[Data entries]
────

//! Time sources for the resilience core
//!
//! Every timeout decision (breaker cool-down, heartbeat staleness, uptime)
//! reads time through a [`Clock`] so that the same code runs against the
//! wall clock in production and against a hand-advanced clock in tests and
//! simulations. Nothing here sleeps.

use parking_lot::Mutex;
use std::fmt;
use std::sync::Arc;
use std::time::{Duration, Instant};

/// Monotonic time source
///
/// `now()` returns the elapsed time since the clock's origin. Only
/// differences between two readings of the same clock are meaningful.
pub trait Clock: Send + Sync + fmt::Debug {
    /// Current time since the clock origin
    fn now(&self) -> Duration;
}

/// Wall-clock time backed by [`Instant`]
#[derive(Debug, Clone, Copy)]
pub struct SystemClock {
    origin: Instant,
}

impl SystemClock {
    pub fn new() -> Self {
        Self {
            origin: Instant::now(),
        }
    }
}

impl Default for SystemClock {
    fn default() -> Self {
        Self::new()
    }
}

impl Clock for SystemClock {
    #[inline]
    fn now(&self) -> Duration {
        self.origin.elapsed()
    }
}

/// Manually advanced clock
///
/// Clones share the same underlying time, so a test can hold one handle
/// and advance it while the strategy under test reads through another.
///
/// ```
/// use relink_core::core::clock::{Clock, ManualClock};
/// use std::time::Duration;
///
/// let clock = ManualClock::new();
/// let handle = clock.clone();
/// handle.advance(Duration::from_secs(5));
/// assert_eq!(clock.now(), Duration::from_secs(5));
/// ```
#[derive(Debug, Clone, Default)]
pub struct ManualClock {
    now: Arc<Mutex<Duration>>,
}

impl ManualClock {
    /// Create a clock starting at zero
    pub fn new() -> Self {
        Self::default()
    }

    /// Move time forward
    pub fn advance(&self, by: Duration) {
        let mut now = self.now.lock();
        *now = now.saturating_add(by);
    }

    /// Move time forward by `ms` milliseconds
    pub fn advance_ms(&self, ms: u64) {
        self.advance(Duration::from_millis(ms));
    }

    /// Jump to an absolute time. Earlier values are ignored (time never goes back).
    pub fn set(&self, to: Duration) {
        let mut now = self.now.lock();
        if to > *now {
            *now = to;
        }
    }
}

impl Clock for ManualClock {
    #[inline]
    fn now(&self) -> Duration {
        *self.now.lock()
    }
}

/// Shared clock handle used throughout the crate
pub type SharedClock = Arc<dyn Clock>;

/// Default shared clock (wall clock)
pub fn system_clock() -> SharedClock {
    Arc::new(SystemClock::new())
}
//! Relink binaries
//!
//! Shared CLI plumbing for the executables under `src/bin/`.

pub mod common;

────

_The task:_
Show me all lines in the records that contain "reads".

_Written response:_
//! reads time through a [`Clock`] so that the same code runs against the
/// and advance it while the strategy under test reads through another.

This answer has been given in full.